In order that each student recognize the importance of spiritual development in establishing character and becoming a good citizen, the governing body of a school corporation or the equivalent authority of a charter school may require the recitation of the Lord’s Prayer at the beginning of each school day. The prayer may be recited by a teacher, a student, or the class of students.
Abington v. Schempp, which came before the Supreme Court in 1963, examined two school districts where the Lord’s Prayer was officially recited at the beginning of each school day as required by the state or by the school corporation. In some instances, the teacher said the prayer; in other instances, a student or the whole student body said it. The Supreme Court determined that official prayer in the public schools, whether extemporaneous prayer or a traditional prayer like the Lord’s Prayer or a “nonpartisan” governmentally composed prayer like the Regents’ Prayer, constituted a governmental establishment of religion, and was therefore unconstitutional prayer. Students could pray on their own if they liked, either before the school day or during a test or before lunch, but it could not be in any sense “official.”
What boggles my mind is that this case was decided nearly fifty years ago and yet somehow, it’s almost like those Indiana state senators don’t know anything about it. I mean, the bill they propose is BLATANTLY unconstitutional. It’s not even on the borderline, it’s plainly, clearly, obviously unconstitutional. I mean, it’s the same exact thing in every particular as what was struck down in Schempp!
What are these state senators thinking? I see three possibilities.
1. They honestly think that they can pass it and carry it out and no one will say boo.
2. They’re hoping to start a court case that will wind up in the Supreme Court and overturn Schempp.
If it’s option 1, they’re horribly, terribly naive. There’s no way they can pass this and have it hold up. If it’s option 2, they’re once again naive. The Supreme Court might consider peripheral issues like student-led prayer at sports games, but it’s not going to reconsider the core issues of Schempp. I think it’s most likely option 3, trying to score points with their base. After all, if it doesn’t pass or is struck down, they can say “at least I tried.”

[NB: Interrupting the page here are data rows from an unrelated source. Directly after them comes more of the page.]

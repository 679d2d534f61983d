//! Game sessions.
//!
//! A session belongs to one player and plays one or more games. Each game
//! deals one question set per category and hands questions out in random
//! order, one category at a time. Session state lives in an explicit
//! [`SessionContext`] passed to whoever needs it.

use std::sync::Arc;

use chrono::{DateTime, Utc};
use rand::Rng;
use uuid::Uuid;

use crate::config::RuleSet;
use crate::error::QuizError;
use crate::ledger::{ScoreEntry, ScoreLedger};
use crate::model::{Category, CategoryRule, Question, QuestionId, QuestionSet};
use crate::selection::select_with_rng;
use crate::traits::{QuestionRepository, ScoreStore};

/// Per-player session state.
#[derive(Debug, Clone)]
pub struct SessionContext {
    pub id: Uuid,
    pub user_id: String,
    pub started_at: DateTime<Utc>,
    pub games_played: u32,
    quit: bool,
}

impl SessionContext {
    pub fn new(user_id: &str) -> Result<Self, QuizError> {
        let user_id = user_id.trim();
        if user_id.is_empty() {
            return Err(QuizError::MissingKey("user_id"));
        }
        let session = Self {
            id: Uuid::new_v4(),
            user_id: user_id.to_string(),
            started_at: Utc::now(),
            games_played: 0,
            quit: false,
        };
        tracing::info!(session = %session.id, user = %session.user_id, "session started");
        Ok(session)
    }

    /// Deal the next game for this session.
    pub fn deal_game<R, G>(&self, rules: &RuleSet, repository: &R, rng: &mut G) -> Game
    where
        R: QuestionRepository + ?Sized,
        G: Rng + ?Sized,
    {
        Game::deal(self.games_played + 1, rules, repository, rng)
    }

    /// Record points for the session's player.
    pub fn record<S: ScoreStore>(
        &self,
        ledger: &ScoreLedger<S>,
        question_id: QuestionId,
        points: i64,
    ) -> Result<ScoreEntry, QuizError> {
        ledger.append_points(&self.user_id, question_id, points)
    }

    pub fn finish_game(&mut self) {
        self.games_played += 1;
        tracing::info!(session = %self.id, games_played = self.games_played, "game finished");
    }

    pub fn quit(&mut self) {
        self.quit = true;
    }

    pub fn has_quit(&self) -> bool {
        self.quit
    }

    /// Whether another game should be dealt.
    pub fn wants_more(&self, games_per_session: u32) -> bool {
        !self.quit && self.games_played < games_per_session
    }
}

/// One game: a question set for every category, consumed as questions are asked.
#[derive(Debug, Clone)]
pub struct Game {
    pub number: u32,
    sets: Vec<QuestionSet>,
    current: usize,
}

impl Game {
    /// Select a set per category, in [`Category::ALL`] order. Categories
    /// without a rule get an empty set.
    pub fn deal<R, G>(number: u32, rules: &RuleSet, repository: &R, rng: &mut G) -> Self
    where
        R: QuestionRepository + ?Sized,
        G: Rng + ?Sized,
    {
        let sets = Category::ALL
            .iter()
            .map(|&category| {
                let rule = rules
                    .get(&category)
                    .copied()
                    .unwrap_or_else(CategoryRule::zero);
                select_with_rng(category, &rule, repository, rng)
            })
            .collect();
        Self {
            number,
            sets,
            current: 0,
        }
    }

    pub fn sets(&self) -> &[QuestionSet] {
        &self.sets
    }

    /// Questions not yet asked.
    pub fn remaining(&self) -> usize {
        self.sets.iter().map(QuestionSet::len).sum()
    }

    pub fn is_finished(&self) -> bool {
        self.remaining() == 0
    }

    /// Take a random unasked question from the current category, moving to
    /// the next category once the current one is used up.
    pub fn next_question<G: Rng + ?Sized>(&mut self, rng: &mut G) -> Option<(Category, Arc<Question>)> {
        while let Some(set) = self.sets.get_mut(self.current) {
            if set.is_empty() {
                self.current += 1;
                continue;
            }
            let category = set.category;
            let ids = set.ids();
            let id = ids[rng.gen_range(0..ids.len())];
            return set.remove(id).map(|q| (category, q));
        }
        None
    }
}

#[cfg(test)]
mod tests {
    use super::*;
    use crate::bank::QuestionBank;
    use crate::config::default_rules;
    use crate::model::Difficulty;
    use crate::store::MemoryScoreStore;
    use rand::rngs::StdRng;
    use rand::SeedableRng;

    fn full_bank() -> QuestionBank {
        let mut bank = QuestionBank::new();
        let mut id = 1;
        for category in Category::ALL {
            for difficulty in Difficulty::ALL {
                for _ in 0..4 {
                    bank.insert(Question {
                        id: QuestionId(id),
                        category,
                        difficulty,
                        text: format!("{category} {difficulty} #{id}"),
                        answer: None,
                        time_limits: vec![],
                    })
                    .unwrap();
                    id += 1;
                }
            }
        }
        bank
    }

    #[test]
    fn session_requires_user() {
        assert!(matches!(
            SessionContext::new("  "),
            Err(QuizError::MissingKey("user_id"))
        ));
        let session = SessionContext::new(" alice ").unwrap();
        assert_eq!(session.user_id, "alice");
        assert_eq!(session.games_played, 0);
    }

    #[test]
    fn game_asks_categories_in_order() {
        let bank = full_bank();
        let session = SessionContext::new("alice").unwrap();
        let mut rng = StdRng::seed_from_u64(3);
        let mut game = session.deal_game(&default_rules(), &bank, &mut rng);
        assert_eq!(game.number, 1);
        assert_eq!(game.sets().len(), 3);

        let total = game.remaining();
        let mut asked = Vec::new();
        while let Some((category, q)) = game.next_question(&mut rng) {
            assert_eq!(q.category, category);
            asked.push(category);
        }
        assert_eq!(asked.len(), total);
        assert!(game.is_finished());

        let mut sorted = asked.clone();
        sorted.sort();
        assert_eq!(asked, sorted, "categories must not interleave");
    }

    #[test]
    fn unconfigured_category_is_skipped() {
        let bank = full_bank();
        let mut rules = default_rules();
        rules.remove(&Category::Theoretical);

        let mut rng = StdRng::seed_from_u64(9);
        let mut game = Game::deal(1, &rules, &bank, &mut rng);
        assert!(game.sets()[1].is_empty());
        while let Some((category, _)) = game.next_question(&mut rng) {
            assert_ne!(category, Category::Theoretical);
        }
    }

    #[test]
    fn record_goes_to_the_ledger() {
        let ledger = ScoreLedger::new(MemoryScoreStore::new());
        let session = SessionContext::new("alice").unwrap();
        session.record(&ledger, QuestionId(42), 3).unwrap();
        let entry = session.record(&ledger, QuestionId(42), 5).unwrap();
        assert_eq!(entry.points, vec![3, 5]);
        assert!(session.record(&ledger, QuestionId(42), 9).is_err());
    }

    #[test]
    fn session_game_count_and_quit() {
        let mut session = SessionContext::new("bob").unwrap();
        assert!(session.wants_more(2));
        session.finish_game();
        assert!(session.wants_more(2));
        session.finish_game();
        assert!(!session.wants_more(2));

        let mut session = SessionContext::new("bob").unwrap();
        session.quit();
        assert!(session.has_quit());
        assert!(!session.wants_more(5));
    }
}
//! The `quizset validate` command.

use std::path::PathBuf;

use anyhow::Result;

use quizset_core::config::load_config_from;
use quizset_core::parser::{load_bank, validate_bank};

pub fn execute(bank_path: PathBuf, config_path: Option<PathBuf>) -> Result<()> {
    let config = load_config_from(config_path.as_deref())?;
    let bank = load_bank(&bank_path)?;

    println!("Question bank: {} ({} questions)", bank_path.display(), bank.len());

    let warnings = validate_bank(&bank, &config.rules);
    for w in &warnings {
        let prefix = w
            .question_id
            .map(|id| format!("  [{id}]"))
            .unwrap_or_else(|| "  ".to_string());
        println!("{prefix} WARNING: {}", w.message);
    }

    if warnings.is_empty() {
        println!("Question bank valid.");
    } else {
        println!("\n{} warning(s) found.", warnings.len());
    }

    Ok(())
}
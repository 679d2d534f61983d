//! Append-only score ledger.
//!
//! One history per (user, question) pair, oldest value first. Values are only
//! ever appended; nothing is reordered, overwritten, or truncated.

use std::sync::Mutex;

use serde::{Deserialize, Serialize};

use crate::error::QuizError;
use crate::model::{QuestionId, ScoreKey};
use crate::statistics::{EntryStats, UserSummary};
use crate::traits::ScoreStore;

/// Highest points value a single attempt can score.
pub const MAX_POINTS: i64 = 5;

/// A ledger entry as it stands after an append.
#[derive(Debug, Clone, PartialEq, Eq, Serialize, Deserialize)]
pub struct ScoreEntry {
    pub key: ScoreKey,
    /// Points in append order.
    pub points: Vec<u8>,
}

impl ScoreEntry {
    pub fn latest(&self) -> Option<u8> {
        self.points.last().copied()
    }

    pub fn attempts(&self) -> usize {
        self.points.len()
    }
}

/// Points history keyed by user and question, persisted through a [`ScoreStore`].
///
/// Appends are serialized so concurrent callers cannot lose each other's
/// writes between the load and the save.
pub struct ScoreLedger<S: ScoreStore> {
    store: S,
    append_lock: Mutex<()>,
}

impl<S: ScoreStore> ScoreLedger<S> {
    pub fn new(store: S) -> Self {
        Self {
            store,
            append_lock: Mutex::new(()),
        }
    }

    pub fn store(&self) -> &S {
        &self.store
    }

    /// Append `points` to the history of `(user_id, question_id)`, creating
    /// the entry on first use.
    ///
    /// The new value is persisted before the call returns; if the store fails
    /// the error is returned and no success is reported.
    pub fn append_points(
        &self,
        user_id: &str,
        question_id: QuestionId,
        points: i64,
    ) -> Result<ScoreEntry, QuizError> {
        if !(0..=MAX_POINTS).contains(&points) {
            return Err(QuizError::InvalidPoints(points));
        }
        let key = validate_key(user_id, question_id)?;

        let _guard = self
            .append_lock
            .lock()
            .map_err(|_| QuizError::StorageFailure(anyhow::anyhow!("ledger lock poisoned")))?;

        let mut history = self
            .store
            .load(&key)
            .map_err(QuizError::StorageFailure)?
            .unwrap_or_default();
        history.push(points as u8);
        self.store
            .save(&key, &history)
            .map_err(QuizError::StorageFailure)?;

        tracing::info!(%key, points, attempts = history.len(), "points appended");
        Ok(ScoreEntry {
            key,
            points: history,
        })
    }

    /// Full history in append order; empty if nothing was recorded yet.
    pub fn history(&self, user_id: &str, question_id: QuestionId) -> Result<Vec<u8>, QuizError> {
        let key = validate_key(user_id, question_id)?;
        let history = self
            .store
            .load(&key)
            .map_err(QuizError::StorageFailure)?
            .unwrap_or_default();
        Ok(history)
    }

    /// Most recent value, or `None` if the history is empty.
    pub fn latest(&self, user_id: &str, question_id: QuestionId) -> Result<Option<u8>, QuizError> {
        Ok(self.history(user_id, question_id)?.last().copied())
    }

    pub fn entry_stats(
        &self,
        user_id: &str,
        question_id: QuestionId,
    ) -> Result<Option<EntryStats>, QuizError> {
        Ok(EntryStats::from_history(&self.history(user_id, question_id)?))
    }

    /// Aggregate every entry recorded for `user_id`.
    pub fn summary(&self, user_id: &str) -> Result<UserSummary, QuizError> {
        let user_id = normalize_user(user_id)?;
        let keys = self.store.keys().map_err(QuizError::StorageFailure)?;
        let mut histories = Vec::new();
        for key in keys.into_iter().filter(|k| k.user_id == user_id) {
            let history = self
                .store
                .load(&key)
                .map_err(QuizError::StorageFailure)?
                .unwrap_or_default();
            histories.push((key.question_id, history));
        }
        Ok(UserSummary::from_histories(user_id, &histories))
    }
}

/// Surrounding whitespace is not part of a user id.
fn normalize_user(user_id: &str) -> Result<&str, QuizError> {
    let user_id = user_id.trim();
    if user_id.is_empty() {
        return Err(QuizError::MissingKey("user_id"));
    }
    Ok(user_id)
}

fn validate_key(user_id: &str, question_id: QuestionId) -> Result<ScoreKey, QuizError> {
    let user_id = normalize_user(user_id)?;
    if question_id.is_unset() {
        return Err(QuizError::MissingKey("question_id"));
    }
    Ok(ScoreKey::new(user_id, question_id))
}
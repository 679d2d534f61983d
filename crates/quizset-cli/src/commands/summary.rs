//! The `quizset summary` command.

use std::path::PathBuf;

use anyhow::Result;

pub fn execute(user: String, format: String, config_path: Option<PathBuf>) -> Result<()> {
    let ledger = super::open_ledger(config_path.as_deref())?;
    let summary = ledger.summary(&user)?;

    match format.as_str() {
        "json" => {
            println!("{}", serde_json::to_string_pretty(&summary)?);
        }
        _ => {
            if summary.attempts == 0 {
                println!("No scores recorded for {}.", summary.user_id);
                return Ok(());
            }

            use comfy_table::{Cell, Table};

            let mut table = Table::new();
            table.set_header(vec!["Question", "Attempts", "Latest", "Best", "Mean"]);
            for (id, stats) in &summary.per_question {
                table.add_row(vec![
                    Cell::new(id),
                    Cell::new(stats.attempts),
                    Cell::new(stats.latest),
                    Cell::new(stats.best),
                    Cell::new(format!("{:.2}", stats.mean)),
                ]);
            }

            println!("{table}");
            println!(
                "{}: {} question(s), {} attempt(s), {} point(s), mean {:.2}",
                summary.user_id,
                summary.questions_attempted,
                summary.attempts,
                summary.total_points,
                summary.mean_points
            );
        }
    }
    Ok(())
}
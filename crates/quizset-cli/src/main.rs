//! quizset CLI: draw balanced question sets and keep a score ledger.

use std::path::PathBuf;
use std::process;

use clap::{Parser, Subcommand};

mod commands;

#[derive(Parser)]
#[command(name = "quizset", version, about = "Difficulty-balanced quiz drawing and score ledger")]
struct Cli {
    #[command(subcommand)]
    command: Commands,
}

#[derive(Subcommand)]
enum Commands {
    /// Draw question sets from a bank
    Draw {
        /// Path to a .toml question bank or a directory of banks
        #[arg(long)]
        bank: PathBuf,

        /// Only draw this category (behavioral, theoretical, coding)
        #[arg(long)]
        category: Option<String>,

        /// Seed for a reproducible draw
        #[arg(long)]
        seed: Option<u64>,

        /// Output format: text, json
        #[arg(long, default_value = "text")]
        format: String,

        /// Config file path
        #[arg(long)]
        config: Option<PathBuf>,
    },

    /// Play a session: deal games and record points read from stdin
    Play {
        /// User identifier
        #[arg(long)]
        user: String,

        /// Path to a .toml question bank or a directory of banks
        #[arg(long)]
        bank: PathBuf,

        /// Seed for reproducible deals
        #[arg(long)]
        seed: Option<u64>,

        /// Config file path
        #[arg(long)]
        config: Option<PathBuf>,
    },

    /// Record points for a user's answer to a question
    Score {
        /// User identifier
        #[arg(long)]
        user: String,

        /// Question identifier
        #[arg(long)]
        question: u64,

        /// Points between 0 and 5
        #[arg(long, allow_negative_numbers = true)]
        points: i64,

        /// Config file path
        #[arg(long)]
        config: Option<PathBuf>,
    },

    /// Show the points history for a user and question
    History {
        /// User identifier
        #[arg(long)]
        user: String,

        /// Question identifier
        #[arg(long)]
        question: u64,

        /// Config file path
        #[arg(long)]
        config: Option<PathBuf>,
    },

    /// Summarize every score recorded for a user
    Summary {
        /// User identifier
        #[arg(long)]
        user: String,

        /// Output format: text, json
        #[arg(long, default_value = "text")]
        format: String,

        /// Config file path
        #[arg(long)]
        config: Option<PathBuf>,
    },

    /// Validate question bank TOML files
    Validate {
        /// Path to bank file or directory
        #[arg(long)]
        bank: PathBuf,

        /// Config file path
        #[arg(long)]
        config: Option<PathBuf>,
    },

    /// Create starter config and example question bank
    Init,
}

fn main() {
    tracing_subscriber::fmt()
        .with_env_filter(
            tracing_subscriber::EnvFilter::from_default_env()
                .add_directive("quizset=info".parse().unwrap()),
        )
        .with_writer(std::io::stderr)
        .init();

    let cli = Cli::parse();

    let result = match cli.command {
        Commands::Draw {
            bank,
            category,
            seed,
            format,
            config,
        } => commands::draw::execute(bank, category, seed, format, config),
        Commands::Play {
            user,
            bank,
            seed,
            config,
        } => commands::play::execute(user, bank, seed, config),
        Commands::Score {
            user,
            question,
            points,
            config,
        } => commands::score::execute(user, question, points, config),
        Commands::History {
            user,
            question,
            config,
        } => commands::history::execute(user, question, config),
        Commands::Summary {
            user,
            format,
            config,
        } => commands::summary::execute(user, format, config),
        Commands::Validate { bank, config } => commands::validate::execute(bank, config),
        Commands::Init => commands::init::execute(),
    };

    if let Err(e) = result {
        eprintln!("Error: {e:#}");
        process::exit(1);
    }
}
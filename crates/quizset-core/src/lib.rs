//! quizset-core: question selection, score ledger, and session model.
//!
//! This crate defines the value types, the difficulty-budgeted selection
//! algorithm, and the append-only score ledger that the quizset CLI builds on.

pub mod bank;
pub mod config;
pub mod error;
pub mod ledger;
pub mod model;
pub mod parser;
pub mod selection;
pub mod session;
pub mod statistics;
pub mod store;
pub mod traits;

pub use error::QuizError;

Engel (decided in 1962 on the more narrow issue of governmentally written school prayer) and Schempp (1963) are important to the rhetoric of the Christian Right because these two decisions are targeted as the beginning of our national moral decline and the secularization of America. Their mythology holds that things were going great until the Supreme Court took God out of the schools. Then teens started having sex, kids started being disrespectful, and our national moral fiber plummeted. With this fictional past, restoring school prayer seems an easy answer. Children will once again learn to respect God, country, and parents, and our moral fiber will be restored. This mythology is of course invented – the removal of school prayer in the early 1960s did NOT cause the hippie anti-war protests of the late sixties, nor did it cause the “sexual revolution,” which was already well underway – but it is nonetheless very powerful to those who believe it.
I have a question, though. What if this does pass? It will quickly enter the courts and will be overturned. What will this cost the state? These state senators may think they are being good, godly Christians, seeking to return America to its godly foundations, but do they realize they are not only wasting the senate’s time but also may end up costing the taxpayers millions, and to no avail? Couldn’t this time and money be better spent?
We see this same problem today in the national Congress. They’re willing to spend hours, days, arguing about roundabout ways to restrict abortions (for example: making it so that United States service women’s health insurance will not cover abortion or passing a bill saying that if a woman is in the ER hemorrhaging to death and will die if she does not have an emergency abortion, a pro-life doctor can let her die with no legal consequences), but they can’t seem to actually conduct real business (such as voting on a director to the Consumer Financial Protection Bureau).
My point is simply that this sort of posturing – the sort being carried out by these Indiana senators – is not actually harmless, and nor is it rare. I’m not saying that only Republicans do it, of course; rather, I’m trying to suggest that it’s part of what is broken about our political system today, part of the reason the government can’t seem to get anything done.
And that, my readers, is profoundly depressing.